王啟航，王 偉，王偉周，商 微

(1.中國解放軍總醫(yī)院第七醫(yī)學(xué)中心生殖醫(yī)學(xué)科，北京 100700;2.中國人民解放軍總醫(yī)院第六醫(yī)學(xué)中心生殖中心，北京 100037;3.中國人民解放軍總醫(yī)院第七醫(yī)學(xué)中心婦產(chǎn)醫(yī)學(xué)部，北京 100700)

線粒體是真核細(xì)胞中必不可少的細(xì)胞器，主要通過氧化磷酸化(oxidative phosphrylation,OXPHOS)產(chǎn)生細(xì)胞能量[1]。線粒體疾病是指線粒體基因組和(或)核基因組突變，導(dǎo)致細(xì)胞OXPHOS障礙引起的一類疾病，目前尚無方法治愈[2]。在大多數(shù)病例中，臨床表現(xiàn)往往各不相同，疾病譜重疊[3]。兒童每10萬人中5～15人患病[4]，成年人每10萬人中12.5人患病，在所有致病性突變中每10萬人中23人患病[5]。目前預(yù)防重線粒體DNA(mtDNA)疾病遺傳的常規(guī)方法包括產(chǎn)前診斷和胚胎植入前遺傳學(xué)診斷(preimplantation genetic diagnosis，PGD)。
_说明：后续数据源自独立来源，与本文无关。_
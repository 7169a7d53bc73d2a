//! Catalog list controller.
//!
//! # Design
//! Three single-writer `watch` cells feed the screen:
//! - `base`: the canonical fetch outcome, written only by fetch tasks;
//! - `query`: the raw search text, written on every keystroke;
//! - `search_visible`: whether the search field is shown.
//!
//! The displayed state is derived by a producer that owns a debounce timer
//! over `query` and re-runs [`filter_state`] whenever `base` or the applied
//! query changes. The producer is shared with [`SharedState`], so it only
//! runs while the screen observes it.

use std::sync::{Arc, Mutex};
use std::time::Duration;

use tokio::sync::watch;
use tokio::task::AbortHandle;
use tokio::time::Instant;
use tracing::{debug, error, info};

use crate::config::ClientConfig;
use crate::mapping::list_items;
use crate::repository::PokemonRepository;
use crate::scope::{lock, Latest, TaskScope};
use crate::sharing::{SharedState, Subscription};
use crate::state::{filter_state, ListUiState};

pub struct PokemonListController {
    repository: Arc<PokemonRepository>,
    base: Arc<watch::Sender<ListUiState>>,
    query: watch::Sender<String>,
    search_visible: watch::Sender<bool>,
    ui: SharedState<ListUiState>,
    latest: Arc<Latest>,
    in_flight: Mutex<Option<AbortHandle>>,
    scope: TaskScope,
}

impl PokemonListController {
    /// Create the controller and start the first fetch. Must be called
    /// within a Tokio runtime.
    pub fn new(repository: Arc<PokemonRepository>, config: &ClientConfig) -> Self {
        let scope = TaskScope::current();
        let (base, base_rx) = watch::channel(ListUiState::Loading);
        let (query, query_rx) = watch::channel(String::new());
        let (search_visible, _) = watch::channel(false);

        let debounce = config.search_debounce;
        let ui = SharedState::new(
            scope.runtime().clone(),
            ListUiState::Loading,
            config.stop_timeout,
            move |output| compose(base_rx.clone(), query_rx.clone(), output, debounce),
        );

        let controller = Self {
            repository,
            base: Arc::new(base),
            query,
            search_visible,
            ui,
            latest: Arc::new(Latest::default()),
            in_flight: Mutex::new(None),
            scope,
        };
        controller.fetch();
        controller
    }

    /// Displayed state. Stays `Loading` while nobody is subscribed.
    pub fn state(&self) -> ListUiState {
        self.ui.value()
    }

    pub fn subscribe(&self) -> Subscription<ListUiState> {
        self.ui.subscribe()
    }

    pub fn is_observed(&self) -> bool {
        self.ui.is_active()
    }

    /// Fetch the list and replace the base state with the outcome. A fetch
    /// still in flight is cancelled.
    pub fn fetch(&self) {
        let ticket = self.latest.begin();
        let repository = Arc::clone(&self.repository);
        let base = Arc::clone(&self.base);
        let latest = Arc::clone(&self.latest);

        let task = self.scope.spawn(async move {
            let next = match repository.pokemon_list().await {
                Ok(page) => match list_items(&page.results) {
                    Ok(items) => ListUiState::Success {
                        items,
                        is_refreshing: false,
                    },
                    Err(defect) => {
                        error!(error = %defect, "list page broke the resource URL contract");
                        return;
                    }
                },
                Err(failure) => ListUiState::error(failure),
            };
            let label = next.label();
            if latest.publish(ticket, &base, next) {
                info!(state = label, "list state changed");
            }
        });

        if let Some(previous) = lock(&self.in_flight).replace(task) {
            previous.abort();
        }
    }

    /// Re-run the fetch after an error.
    pub fn retry(&self) {
        self.fetch();
    }

    /// Mark a loaded list as refreshing and fetch again. The flag is cleared
    /// by whichever state the fetch publishes.
    pub fn refresh(&self) {
        let current = self.base.borrow().clone();
        if let ListUiState::Success { items, .. } = current {
            self.base.send_replace(ListUiState::Success {
                items,
                is_refreshing: true,
            });
        }
        self.fetch();
    }

    pub fn set_search_query(&self, query: &str) {
        self.query.send_replace(query.to_string());
    }

    pub fn search_query(&self) -> String {
        self.query.borrow().clone()
    }

    pub fn set_search_visible(&self, visible: bool) {
        self.search_visible.send_replace(visible);
    }

    pub fn search_visible(&self) -> bool {
        *self.search_visible.borrow()
    }

    pub fn subscribe_search_visible(&self) -> watch::Receiver<bool> {
        self.search_visible.subscribe()
    }
}

/// Combine the base state with the debounced query until either source
/// goes away.
async fn compose(
    mut base: watch::Receiver<ListUiState>,
    mut query: watch::Receiver<String>,
    output: watch::Sender<ListUiState>,
    debounce: Duration,
) {
    let mut applied = query.borrow_and_update().clone();
    let mut pending: Option<(String, Instant)> = None;
    publish(&output, filter_state(&base.borrow_and_update(), &applied));

    loop {
        let deadline = pending.as_ref().map(|(_, at)| *at);
        tokio::select! {
            changed = base.changed() => {
                if changed.is_err() {
                    break;
                }
                let next = filter_state(&base.borrow_and_update(), &applied);
                publish(&output, next);
            }
            changed = query.changed() => {
                if changed.is_err() {
                    break;
                }
                let latest = query.borrow_and_update().clone();
                pending = Some((latest, Instant::now() + debounce));
            }
            _ = sleep_until(deadline) => {
                if let Some((latest, _)) = pending.take() {
                    if latest != applied {
                        debug!(query = %latest, "applying search query");
                        applied = latest;
                        let next = filter_state(&base.borrow(), &applied);
                        publish(&output, next);
                    }
                }
            }
        }
    }
}

async fn sleep_until(deadline: Option<Instant>) {
    match deadline {
        Some(deadline) => tokio::time::sleep_until(deadline).await,
        None => std::future::pending().await,
    }
}

/// Equal consecutive states are not re-emitted.
fn publish(output: &watch::Sender<ListUiState>, next: ListUiState) {
    output.send_if_modified(|current| {
        if *current == next {
            return false;
        }
        *current = next;
        true
    });
}

#[cfg(test)]
mod tests {
    use super::*;
    use crate::client::PokedexClient;
    use crate::error::TransportError;
    use crate::http::{HttpRequest, HttpResponse};
    use std::sync::atomic::{AtomicUsize, Ordering};

    const PAGE: &str = r#"{"count":2,"next":null,"previous":null,"results":[
        {"name":"bulbasaur","url":"https://pokeapi.co/api/v2/pokemon/1/"},
        {"name":"ivysaur","url":"https://pokeapi.co/api/v2/pokemon/2/"}]}"#;

    fn config() -> ClientConfig {
        ClientConfig {
            search_debounce: Duration::from_millis(20),
            stop_timeout: Duration::from_millis(50),
            ..ClientConfig::default()
        }
    }

    fn repository<F>(reply: F) -> Arc<PokemonRepository>
    where
        F: Fn(&HttpRequest) -> Result<HttpResponse, TransportError> + Send + Sync + 'static,
    {
        let reply = move |request: HttpRequest| std::future::ready(reply(&request));
        Arc::new(PokemonRepository::new(
            PokedexClient::new("http://pokedex.test/api/v2", 100),
            Arc::new(reply),
        ))
    }

    fn ok(body: &str) -> Result<HttpResponse, TransportError> {
        Ok(HttpResponse {
            status: 200,
            reason: "OK".to_string(),
            headers: Vec::new(),
            body: body.to_string(),
        })
    }

    async fn within<T>(future: impl std::future::Future<Output = T>) -> T {
        tokio::time::timeout(Duration::from_secs(5), future)
            .await
            .expect("timed out waiting for state")
    }

    #[tokio::test]
    async fn unobserved_state_is_loading() {
        let controller = PokemonListController::new(repository(|_| ok(PAGE)), &config());
        assert_eq!(controller.state(), ListUiState::Loading);
        assert!(!controller.is_observed());
    }

    #[tokio::test]
    async fn observed_fetch_reaches_success() {
        let controller = PokemonListController::new(repository(|_| ok(PAGE)), &config());
        let mut states = controller.subscribe();
        let state = within(states.wait_for(|s| matches!(s, ListUiState::Success { .. })))
            .await
            .unwrap();
        assert_eq!(state.items().len(), 2);
        assert!(!state.is_refreshing());
    }

    #[tokio::test]
    async fn query_is_debounced_then_applied() {
        let controller = PokemonListController::new(repository(|_| ok(PAGE)), &config());
        let mut states = controller.subscribe();
        within(states.wait_for(|s| s.items().len() == 2)).await;

        controller.set_search_query("b");
        controller.set_search_query("iv");
        assert_eq!(controller.search_query(), "iv");

        let state = within(states.wait_for(|s| s.items().len() == 1)).await.unwrap();
        assert_eq!(state.items()[0].name, "ivysaur");

        controller.set_search_query("  ");
        within(states.wait_for(|s| s.items().len() == 2)).await;
    }

    #[tokio::test]
    async fn mapping_defect_publishes_nothing() {
        let broken = r#"{"count":1,"next":null,"previous":null,"results":[{"name":"missingno","url":"https://pokeapi.co/api/v2/pokemon/"}]}"#;
        let controller = PokemonListController::new(repository(move |_| ok(broken)), &config());
        let states = controller.subscribe();
        tokio::time::sleep(Duration::from_millis(100)).await;
        assert_eq!(states.current(), ListUiState::Loading);
    }

    #[tokio::test]
    async fn refresh_failure_clears_refresh_flag() {
        let calls = Arc::new(AtomicUsize::new(0));
        let counter = Arc::clone(&calls);
        let controller = PokemonListController::new(
            repository(move |_| {
                if counter.fetch_add(1, Ordering::SeqCst) == 0 {
                    ok(PAGE)
                } else {
                    Err(TransportError::HostUnresolved)
                }
            }),
            &config(),
        );
        let mut states = controller.subscribe();
        within(states.wait_for(|s| s.items().len() == 2)).await;

        controller.refresh();
        let state = within(states.wait_for(|s| matches!(s, ListUiState::Error { .. })))
            .await
            .unwrap();
        assert_eq!(
            state,
            ListUiState::Error {
                message: "No internet connection".to_string()
            }
        );
        assert_eq!(calls.load(Ordering::SeqCst), 2);
    }

    #[tokio::test]
    async fn search_visibility_is_tracked() {
        let controller = PokemonListController::new(repository(|_| ok(PAGE)), &config());
        let mut visible = controller.subscribe_search_visible();
        assert!(!controller.search_visible());

        controller.set_search_visible(true);
        within(visible.changed()).await.unwrap();
        assert!(*visible.borrow());
    }
}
產(chǎn)前診斷是一種對不同妊娠早期階段的細(xì)胞進(jìn)行采樣的技術(shù)，可用于降低嚴(yán)m(xù)tDNA疾病地風(fēng)險，并可在突變負(fù)荷高時選擇終止[6]。產(chǎn)前診斷的主要困難是mtDNA突變負(fù)載在不同組織之間可能不同，也可能取決于取樣時的胎兒發(fā)育階段[7]。PGD技術(shù)開發(fā)于30年前[8]，最近幾年才應(yīng)用于減少或消除mtDNA疾病。該技術(shù)是從早期胚胎中取出的一個或多個細(xì)胞進(jìn)行基因檢測，并選擇無突變或低突變負(fù)荷的胚胎移植到子宮[9-10]。但PGD并不適合所有攜帶致病性mtDNA突變的患者，包括具有同源mtDNA突變或僅產(chǎn)生高突變負(fù)荷的患者。然而，女性患者必須生產(chǎn)出突變水平低于疾病表達(dá)臨界閾值的胚胎，才有可能生育一個健康的嬰兒。這就有了對替代技術(shù)的需要，以減少mtDNA疾病的遺傳風(fēng)險，如核質(zhì)置換技術(shù)[3]。核質(zhì)置換技術(shù)是從攜帶mtDNA突變的卵母細(xì)胞或受精卵中取出細(xì)胞核，然后轉(zhuǎn)移到的去核供體卵母細(xì)胞或受精卵中。該技術(shù)包括生發(fā)泡移植[11-12]、極體移植[13-14]、紡錘體移植[15-16]、原核移植[17-18]等。其中紡錘體移植是迄今為止研究最充分的核質(zhì)置換技術(shù)。有大量數(shù)據(jù)顯示該技術(shù)安全性最強，最具臨床轉(zhuǎn)化及臨床推廣潛力。本研究小鼠紡錘體移植，采用不同濃度的細(xì)胞松弛素B(cytochalasin B,CB)處理，通過檢測重構(gòu)卵母細(xì)胞骨架和統(tǒng)計重構(gòu)胚胎發(fā)育情況，篩選出更優(yōu)CB濃度，為人類紡錘體移植技術(shù)提供可靠的實驗數(shù)據(jù)。

1 材料與方法

1.1實驗動物及主要試劑 小鼠品系為C57BL/6清潔級小鼠，購買自北京維通利華實驗動物技術(shù)有限公司。雌鼠周齡為6～8周，雄鼠月齡為6～7個月。CB(Sigma，德國)、仙臺病毒(Hemagglutinating virus of japan,HVJ)(ISK，日本)、PMSG(寧波三生，中國)、絨毛膜促性腺激素(human chorionic gonadotropin,hCG)(寧波三生，中國)、4%多聚甲醛(Sigma，德國)、小鼠抗β-微管蛋白抗體(Sigma，德國)、Triton X-100(Sigma，德國)、FITC-山羊抗鼠抗體(Sigma，德國)、FITC標(biāo)記的鬼筆環(huán)肽(Solarbio，中國)、DABCO聚乙烯醇封片劑(Sigma，德國)

1.2實驗方法

1.2.1卵子準(zhǔn)備 雌性C57BL/6小鼠腹腔注射PMSG 10 U,48 h后注射hCG 10 U誘導(dǎo)超排，注射hCG14～16 h后取卵，挑選形態(tài)正常的MⅡ期卵母細(xì)胞(形態(tài)飽滿，光亮)，用體外操作液洗3次。再轉(zhuǎn)移到過夜平衡的受精液中，置于培養(yǎng)箱中待用。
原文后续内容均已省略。